-- Information shown follows --

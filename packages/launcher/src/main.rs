use std::path::PathBuf;

use clap::{Parser, Subcommand};
use crawl_core::{JobId, JobRequest};
use tracing_subscriber::EnvFilter;

use launcher::{Config, LaunchCommand, QueueRegistry, RunDir, SpiderLister};

#[derive(Parser, Debug)]
#[command(name = "scrapyd-launcher")]
#[command(version)]
#[command(about = "Project queues and crawl launching for scrapyd")]
struct Args {
    /// Config file (defaults to $SCRAPYD_CONFIG or the standard locations)
    #[arg(long, global = true)]
    config: Option<PathBuf>,

    /// Directory that relative paths are resolved against
    #[arg(long, global = true)]
    rundir: Option<PathBuf>,

    #[command(subcommand)]
    command: Commands,
}

#[derive(Subcommand, Debug)]
enum Commands {
    /// List known projects
    Projects,

    /// Show pending job counts per project
    Queues,

    /// List the spiders of a project
    Spiders {
        project: String,

        /// Extra module search path for the runner
        #[arg(long)]
        pythonpath: Option<String>,
    },

    /// Add a job to a project's queue
    Schedule {
        project: String,
        spider: String,

        /// Spider argument (repeatable)
        #[arg(short = 'a', value_name = "KEY=VALUE", value_parser = parse_key_val)]
        arg: Vec<(String, String)>,

        /// Run-time setting (repeatable)
        #[arg(short = 's', value_name = "KEY=VALUE", value_parser = parse_key_val)]
        setting: Vec<(String, String)>,

        /// Higher priorities run first
        #[arg(long, default_value = "0")]
        priority: f64,

        /// Enqueue without checking that the spider exists
        #[arg(long)]
        skip_validation: bool,
    },

    /// Take the next job of a project and print its launch command
    Next { project: String },

    /// Print the crawl arguments for a JSON job request
    CrawlArgs {
        /// Job request, e.g. '{"_project":"p","_spider":"s","a":"1"}'
        request: String,
    },
}

fn parse_key_val(s: &str) -> Result<(String, String), String> {
    let (key, value) = s
        .split_once('=')
        .ok_or_else(|| format!("expected KEY=VALUE, got '{s}'"))?;
    if key.is_empty() {
        return Err(format!("empty key in '{s}'"));
    }
    Ok((key.to_string(), value.to_string()))
}

#[tokio::main]
async fn main() -> Result<(), Box<dyn std::error::Error>> {
    tracing_subscriber::fmt()
        .with_env_filter(
            EnvFilter::try_from_default_env().unwrap_or_else(|_| EnvFilter::new("info")),
        )
        .with_writer(std::io::stderr)
        .init();

    let args = Args::parse();

    let config = match &args.config {
        Some(path) => Config::load_required(path)?,
        None => Config::load()?,
    };
    let run_dir = RunDir::from_override_or_args(args.rundir, std::env::args_os())?;

    match args.command {
        Commands::Projects => {
            for project in launcher::project_list(&config, &run_dir).await? {
                println!("{project}");
            }
        }

        Commands::Queues => {
            let registry = QueueRegistry::open(&config, &run_dir).await?;
            for (project, pending) in registry.pending_counts().await? {
                println!("{project}\t{pending}");
            }
        }

        Commands::Spiders {
            project,
            pythonpath,
        } => {
            let lister = SpiderLister::from_config(&config)?;
            for spider in lister.list(&project, None, pythonpath.as_deref()).await? {
                println!("{spider}");
            }
        }

        Commands::Schedule {
            project,
            spider,
            arg,
            setting,
            priority,
            skip_validation,
        } => {
            let registry = QueueRegistry::open(&config, &run_dir).await?;
            registry.queue(&project)?;

            if !skip_validation {
                let spiders = SpiderLister::from_config(&config)?
                    .list(&project, None, None)
                    .await?;
                if !spiders.contains(&spider) {
                    return Err(format!("spider '{spider}' not found in project '{project}'").into());
                }
            }

            let job_id = JobId::new();
            let mut request = JobRequest::new(&project, &spider).with_job_id(job_id);
            for (key, value) in arg {
                request = request.try_with_arg(key, value)?;
            }
            for (key, value) in setting {
                request = request.with_setting(key, value);
            }

            registry.enqueue(request, priority).await?;
            tracing::info!(%job_id, project = %project, spider = %spider, "Scheduled job");
            println!("{job_id}");
        }

        Commands::Next { project } => {
            let registry = QueueRegistry::open(&config, &run_dir).await?;
            match registry.queue(&project)?.pop().await? {
                Some(request) => {
                    println!("{}", LaunchCommand::for_request(&config, &request)?);
                }
                None => tracing::info!(project = %project, "No pending jobs"),
            }
        }

        Commands::CrawlArgs { request } => {
            let request: JobRequest = serde_json::from_str(&request)?;
            let crawl_args = request.crawl_args()?;
            println!("{}", serde_json::to_string(&crawl_args)?);
        }
    }

    Ok(())
}
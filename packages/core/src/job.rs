//! Job request records handed from the submission layer to the launcher.

use serde::{Deserialize, Serialize};
use serde_json::{Map, Value};
use ulid::Ulid;

use crate::CoreError;

/// Key holding the project a job belongs to.
pub const PROJECT_KEY: &str = "_project";
/// Key holding the spider to run.
pub const SPIDER_KEY: &str = "_spider";
/// Key holding the job identifier. Forwarded to the spider as a regular argument.
pub const JOB_KEY: &str = "_job";
/// Key holding the nested run-time settings mapping.
pub const SETTINGS_KEY: &str = "settings";

/// Keys interpreted by the launcher rather than forwarded as plain arguments.
pub const RESERVED_KEYS: [&str; 4] = [PROJECT_KEY, SPIDER_KEY, JOB_KEY, SETTINGS_KEY];

/// Unique identifier for a job, using ULID for chronological sorting.
#[derive(Debug, Clone, Copy, PartialEq, Eq, Hash, Serialize, Deserialize)]
#[serde(transparent)]
pub struct JobId(pub Ulid);

impl JobId {
    /// Create a new unique job ID.
    pub fn new() -> Self {
        Self(Ulid::new())
    }

    /// Parse a job ID from a string.
    pub fn parse(s: &str) -> Result<Self, ulid::DecodeError> {
        Ok(Self(Ulid::from_string(s)?))
    }
}

impl Default for JobId {
    fn default() -> Self {
        Self::new()
    }
}

impl std::fmt::Display for JobId {
    fn fmt(&self, f: &mut std::fmt::Formatter<'_>) -> std::fmt::Result {
        write!(f, "{}", self.0)
    }
}

/// A request to run one spider of one project.
///
/// The record is a flat string-keyed mapping. `_project` and `_spider` identify
/// the job, `settings` holds run-time settings, and every other key is passed to
/// the spider as an argument.
#[derive(Debug, Clone, Default, PartialEq, Serialize, Deserialize)]
#[serde(transparent)]
pub struct JobRequest(Map<String, Value>);

impl JobRequest {
    /// Create a request for `spider` in `project`.
    pub fn new(project: impl Into<String>, spider: impl Into<String>) -> Self {
        let mut map = Map::new();
        map.insert(PROJECT_KEY.to_string(), Value::String(project.into()));
        map.insert(SPIDER_KEY.to_string(), Value::String(spider.into()));
        Self(map)
    }

    /// Wrap an existing mapping without validating it.
    pub fn from_map(map: Map<String, Value>) -> Self {
        Self(map)
    }

    /// Attach a job identifier under `_job`.
    pub fn with_job_id(mut self, id: JobId) -> Self {
        self.0
            .insert(JOB_KEY.to_string(), Value::String(id.to_string()));
        self
    }

    /// Add a spider argument.
    pub fn with_arg(mut self, key: impl Into<String>, value: impl Into<Value>) -> Self {
        self.0.insert(key.into(), value.into());
        self
    }

    /// Add a spider argument supplied by a user, rejecting [`RESERVED_KEYS`].
    pub fn try_with_arg(
        self,
        key: impl Into<String>,
        value: impl Into<Value>,
    ) -> Result<Self, CoreError> {
        let key = key.into();
        if RESERVED_KEYS.contains(&key.as_str()) {
            return Err(CoreError::ReservedKey(key));
        }
        Ok(self.with_arg(key, value))
    }

    /// Add a run-time setting, creating the `settings` mapping if needed.
    ///
    /// A non-mapping `settings` value is replaced.
    pub fn with_setting(mut self, key: impl Into<String>, value: impl Into<Value>) -> Self {
        let entry = self
            .0
            .entry(SETTINGS_KEY.to_string())
            .or_insert_with(|| Value::Object(Map::new()));
        if !entry.is_object() {
            *entry = Value::Object(Map::new());
        }
        if let Value::Object(settings) = entry {
            settings.insert(key.into(), value.into());
        }
        self
    }

    /// The project name.
    pub fn project(&self) -> Result<&str, CoreError> {
        self.str_field(PROJECT_KEY)
    }

    /// The spider name.
    pub fn spider(&self) -> Result<&str, CoreError> {
        self.str_field(SPIDER_KEY)
    }

    /// The job identifier, if one was attached.
    pub fn job_id(&self) -> Option<&str> {
        self.0.get(JOB_KEY).and_then(Value::as_str)
    }

    /// Look up any key.
    pub fn get(&self, key: &str) -> Option<&Value> {
        self.0.get(key)
    }

    pub fn as_map(&self) -> &Map<String, Value> {
        &self.0
    }

    pub fn into_map(self) -> Map<String, Value> {
        self.0
    }

    fn str_field(&self, key: &'static str) -> Result<&str, CoreError> {
        match self.0.get(key) {
            Some(Value::String(s)) => Ok(s),
            Some(_) => Err(CoreError::InvalidField(key)),
            None => Err(CoreError::MissingKey(key)),
        }
    }
}

impl From<Map<String, Value>> for JobRequest {
    fn from(map: Map<String, Value>) -> Self {
        Self(map)
    }
}
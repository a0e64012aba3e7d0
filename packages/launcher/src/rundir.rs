//! The directory relative paths are resolved against.

use std::ffi::OsStr;
use std::io;
use std::path::{Path, PathBuf};

use crawl_core::find_rundir;

/// Root for the relative `dbs_dir` and `eggs_dir` paths.
///
/// The run directory is passed explicitly instead of changing the process
/// working directory, so resolving it has no process-wide side effects.
#[derive(Debug, Clone, PartialEq, Eq)]
pub struct RunDir(PathBuf);

impl RunDir {
    pub fn new(path: impl Into<PathBuf>) -> Self {
        Self(path.into())
    }

    /// The current working directory.
    pub fn current() -> io::Result<Self> {
        Ok(Self(std::env::current_dir()?))
    }

    /// Use `dir` when given, anchoring a relative path at the current
    /// directory; otherwise use the current directory.
    pub fn from_override(dir: Option<PathBuf>) -> io::Result<Self> {
        let cwd = std::env::current_dir()?;
        Ok(Self(match dir {
            Some(dir) => cwd.join(dir),
            None => cwd,
        }))
    }

    /// Resolve from a `--rundir <path>` pair in `args`.
    pub fn from_args<I, S>(args: I) -> io::Result<Self>
    where
        I: IntoIterator<Item = S>,
        S: AsRef<OsStr>,
    {
        Self::from_override(find_rundir(args))
    }

    /// Use `dir` when given, otherwise look for `--rundir` in `args`.
    pub fn from_override_or_args<I, S>(dir: Option<PathBuf>, args: I) -> io::Result<Self>
    where
        I: IntoIterator<Item = S>,
        S: AsRef<OsStr>,
    {
        match dir {
            Some(dir) => Self::from_override(Some(dir)),
            None => Self::from_args(args),
        }
    }

    /// Resolve from this process's command-line arguments.
    pub fn from_process_args() -> io::Result<Self> {
        Self::from_args(std::env::args_os())
    }

    pub fn path(&self) -> &Path {
        &self.0
    }

    /// Join `path` onto the run directory. Absolute paths are returned as-is.
    pub fn resolve(&self, path: impl AsRef<Path>) -> PathBuf {
        self.0.join(path)
    }
}
//! Queue schema definitions using SurrealQL.

use crate::{Database, DbError};

/// Table holding pending job requests.
pub(crate) const QUEUE_TABLE: &str = "spider_queue";

/// Initialize the queue schema on a freshly connected datastore.
pub async fn init_schema(db: &Database) -> Result<(), DbError> {
    db.query(QUEUE_SCHEMA).await?.check()?;
    Ok(())
}

/// Queue table schema.
const QUEUE_SCHEMA: &str = r#"
-- Pending job requests, popped by priority then insertion order
DEFINE TABLE IF NOT EXISTS spider_queue SCHEMALESS;

DEFINE FIELD IF NOT EXISTS key ON spider_queue TYPE string;
DEFINE FIELD IF NOT EXISTS priority ON spider_queue TYPE float DEFAULT 0.0;
DEFINE FIELD IF NOT EXISTS message ON spider_queue TYPE string;

DEFINE INDEX IF NOT EXISTS spider_queue_key ON spider_queue FIELDS key UNIQUE;
DEFINE INDEX IF NOT EXISTS spider_queue_order ON spider_queue FIELDS priority, key;
"#;
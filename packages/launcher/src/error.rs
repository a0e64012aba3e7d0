//! Launcher errors.

use std::path::PathBuf;

use crawl_core::CoreError;
use db::DbError;
use thiserror::Error;

#[derive(Debug, Error)]
pub enum LauncherError {
    #[error("I/O error: {0}")]
    Io(#[from] std::io::Error),

    #[error("failed to parse config file {path:?}: {source}")]
    ConfigFile {
        path: PathBuf,
        source: toml::de::Error,
    },

    #[error("config file {0:?} does not exist")]
    MissingConfig(PathBuf),

    #[error("invalid config: {0}")]
    InvalidConfig(String),

    #[error("invalid job request: {0}")]
    Job(#[from] CoreError),

    #[error("queue store error: {0}")]
    Db(#[from] DbError),

    #[error("failed to open queue for project '{project}': {source}")]
    QueueOpen { project: String, source: DbError },

    #[error("no queue for project '{0}'")]
    UnknownProject(String),

    /// The listing command exited unsuccessfully. The message is its most
    /// specific diagnostic line.
    #[error("{message}")]
    SpiderList { project: String, message: String },

    #[error("spider listing for project '{project}' timed out after {elapsed_ms}ms")]
    Timeout { project: String, elapsed_ms: u64 },
}
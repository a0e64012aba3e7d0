//! Datastore connections for per-project queue files.

use std::path::Path;
use std::str::FromStr;

use surrealdb::Surreal;
use surrealdb::engine::any::{Any, connect};
use thiserror::Error;

/// Database connection wrapper.
pub type Database = Surreal<Any>;

/// Namespace shared by every queue datastore.
const NAMESPACE: &str = "scrapyd";
/// Database name inside each queue datastore.
const DATABASE: &str = "spider_queue";

/// Storage engine backing a queue file.
#[derive(Debug, Clone, Copy, Default, PartialEq, Eq)]
pub enum QueueBackend {
    /// In-memory datastore; the path is ignored and nothing survives a restart.
    Memory,
    /// SurrealKV datastore at the queue path (requires the `surrealkv` feature).
    #[default]
    SurrealKv,
    /// RocksDB datastore at the queue path (requires the `rocksdb` feature).
    RocksDb,
}

impl QueueBackend {
    /// Connection endpoint for a queue stored at `path`.
    pub fn endpoint(&self, path: &Path) -> String {
        match self {
            QueueBackend::Memory => "mem://".to_string(),
            QueueBackend::SurrealKv => format!("surrealkv://{}", path.display()),
            QueueBackend::RocksDb => format!("rocksdb://{}", path.display()),
        }
    }

    pub fn as_str(&self) -> &'static str {
        match self {
            QueueBackend::Memory => "memory",
            QueueBackend::SurrealKv => "surrealkv",
            QueueBackend::RocksDb => "rocksdb",
        }
    }
}

impl std::fmt::Display for QueueBackend {
    fn fmt(&self, f: &mut std::fmt::Formatter<'_>) -> std::fmt::Result {
        f.write_str(self.as_str())
    }
}

impl FromStr for QueueBackend {
    type Err = DbError;

    fn from_str(s: &str) -> Result<Self, Self::Err> {
        match s.trim().to_ascii_lowercase().as_str() {
            "memory" | "mem" => Ok(QueueBackend::Memory),
            "surrealkv" => Ok(QueueBackend::SurrealKv),
            "rocksdb" => Ok(QueueBackend::RocksDb),
            other => Err(DbError::UnsupportedBackend(other.to_string())),
        }
    }
}

/// Database errors.
#[derive(Debug, Error)]
pub enum DbError {
    #[error("unsupported queue backend '{0}' (expected memory|surrealkv|rocksdb)")]
    UnsupportedBackend(String),
    #[error("Connection error: {0}")]
    Connection(#[from] surrealdb::Error),
    #[error("Query error: {0}")]
    Query(String),
    #[error("Serialization error: {0}")]
    Serialization(#[from] serde_json::Error),
}

/// Open the datastore for a queue at `path` and select its namespace.
pub async fn connect_queue(path: &Path, backend: QueueBackend) -> Result<Database, DbError> {
    let endpoint = backend.endpoint(path);
    tracing::debug!("Connecting to queue store: {}", endpoint);

    let db = connect(endpoint).await?;
    db.use_ns(NAMESPACE).use_db(DATABASE).await?;

    Ok(db)
}
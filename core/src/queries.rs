//! Batch query files and result listings.

/// Extract one RPN query per line.
///
/// Blank lines and `#` comments are ignored. A line may carry a label before
/// the query, either `label → query` or `1) query`.
pub fn parse_query_file(content: &str) -> Vec<String> {
    content
        .lines()
        .map(str::trim)
        .filter(|line| !line.is_empty() && !line.starts_with('#'))
        .map(|line| {
            if let Some((_, query)) = line.split_once('→') {
                query
            } else if let Some((_, query)) = line.split_once(')') {
                query
            } else {
                line
            }
        })
        .map(|query| query.split_whitespace().collect::<Vec<_>>().join(" "))
        .filter(|query| !query.is_empty())
        .collect()
}

/// One line per query with its external ids separated by spaces.
pub fn format_results<S: AsRef<str>>(results: &[Vec<S>]) -> String {
    let mut out = String::new();
    for hits in results {
        let line: Vec<&str> = hits.iter().map(|h| h.as_ref()).collect();
        out.push_str(&line.join(" "));
        out.push('\n');
    }
    out
}

#[cfg(test)]
mod tests {
    use super::*;

    #[test]
    fn strips_labels_and_comments() {
        let content = "# boolean queries\n\n1) iran israel AND\n\
                       (2) → southwest   airlines OR africa NOT\nwinner\n3)   \n";
        assert_eq!(
            parse_query_file(content),
            vec!["iran israel AND", "southwest airlines OR africa NOT", "winner"]
        );
    }

    #[test]
    fn empty_results_produce_empty_lines() {
        let results = vec![vec!["AP1", "AP2"], vec![], vec!["AP9"]];
        assert_eq!(format_results(&results), "AP1 AP2\n\nAP9\n");
    }
}
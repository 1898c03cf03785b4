use crate::tokenizer::tokenize;
use crate::DocId;
use std::collections::{BTreeSet, HashMap};
use std::ops::Deref;
use std::sync::Arc;

/// Term → postings storage plus the external/internal document ID bijection.
///
/// Postings are kept strictly ascending and duplicate-free at all times, so
/// readers can hand them to the merge routines without sorting.
#[derive(Debug, Default, Clone)]
pub struct InvertedIndex {
    pub(crate) postings: HashMap<String, Vec<DocId>>,
    /// internal_id -> external id; its length is the next internal id
    pub(crate) doc_ids: Vec<String>,
    pub(crate) reverse_doc_ids: HashMap<String, DocId>,
}

impl InvertedIndex {
    pub fn new() -> Self { Self::default() }

    /// Index `text` under `external_id`, returning the document's internal id.
    ///
    /// An unseen external id gets the next internal id. A known one keeps its id
    /// and the new text's terms are unioned into its existing memberships.
    ///
    /// # Panics
    ///
    /// Panics if a new document would need an id beyond `DocId::MAX`.
    pub fn add_document(&mut self, external_id: &str, text: &str) -> DocId {
        let doc_id = self.resolve_internal_id(external_id);
        let terms: BTreeSet<String> = tokenize(text).into_iter().collect();
        for term in terms {
            insert_posting(self.postings.entry(term).or_default(), doc_id);
        }
        doc_id
    }

    fn resolve_internal_id(&mut self, external_id: &str) -> DocId {
        if let Some(&id) = self.reverse_doc_ids.get(external_id) {
            return id;
        }
        let id = checked_doc_id(self.doc_ids.len()).expect("collection exceeds the DocId range");
        self.doc_ids.push(external_id.to_string());
        self.reverse_doc_ids.insert(external_id.to_string(), id);
        id
    }

    /// Postings for `term`, or an empty slice when the term is unknown.
    pub fn postings(&self, term: &str) -> &[DocId] {
        self.postings.get(term).map(Vec::as_slice).unwrap_or(&[])
    }

    /// Postings for `term` mapped to external ids, in ascending internal-id order.
    pub fn postings_with_original_ids(&self, term: &str) -> Vec<&str> {
        self.postings(term)
            .iter()
            .filter_map(|&id| self.original_doc_id(id))
            .collect()
    }

    pub fn collection_size(&self) -> usize { self.doc_ids.len() }

    pub fn original_doc_id(&self, internal_id: DocId) -> Option<&str> {
        self.doc_ids.get(internal_id as usize).map(String::as_str)
    }

    pub fn internal_id(&self, external_id: &str) -> Option<DocId> {
        self.reverse_doc_ids.get(external_id).copied()
    }

    pub fn document_frequency(&self, term: &str) -> usize { self.postings(term).len() }

    pub fn vocabulary_size(&self) -> usize { self.postings.len() }

    pub fn all_terms(&self) -> Vec<&str> {
        self.postings.keys().map(String::as_str).collect()
    }

    /// Document frequency of every term in the vocabulary.
    pub fn term_statistics(&self) -> HashMap<&str, usize> {
        self.postings
            .iter()
            .map(|(term, plist)| (term.as_str(), plist.len()))
            .collect()
    }

    /// End the build phase. The returned handle is read-only and cheap to clone
    /// across threads.
    pub fn freeze(self) -> FrozenIndex {
        tracing::info!(
            num_docs = self.collection_size(),
            num_terms = self.vocabulary_size(),
            "index frozen"
        );
        FrozenIndex(Arc::new(self))
    }
}

/// The internal id for position `n`, if it fits in a `DocId`.
pub(crate) fn checked_doc_id(n: usize) -> Option<DocId> {
    DocId::try_from(n).ok()
}

// Appending is the common case since new documents carry the largest id so far;
// re-inserted documents fall back to an ordered insert.
fn insert_posting(plist: &mut Vec<DocId>, doc_id: DocId) {
    match plist.last() {
        Some(&last) if last == doc_id => {}
        Some(&last) if last > doc_id => {
            if let Err(pos) = plist.binary_search(&doc_id) {
                plist.insert(pos, doc_id);
            }
        }
        _ => plist.push(doc_id),
    }
}

/// Immutable, shareable view of a finished index.
#[derive(Debug, Clone)]
pub struct FrozenIndex(Arc<InvertedIndex>);

impl Deref for FrozenIndex {
    type Target = InvertedIndex;

    fn deref(&self) -> &InvertedIndex { &self.0 }
}
pub mod index;
pub mod merge;
pub mod persist;
pub mod queries;
pub mod query;
pub mod report;
pub mod shared;
pub mod tokenizer;
pub mod trec;

pub type DocId = u32;

pub use index::{FrozenIndex, InvertedIndex};
pub use query::{BooleanRetrieval, PostingsSource, QueryError, Token};
pub use shared::SharedIndex;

-- Information shown concluded --

[Exercise description]: Reproduce each line above that contains "engine".

[Exercise result]:
use surrealdb::engine::any::{Any, connect};
/// Storage engine backing a queue file.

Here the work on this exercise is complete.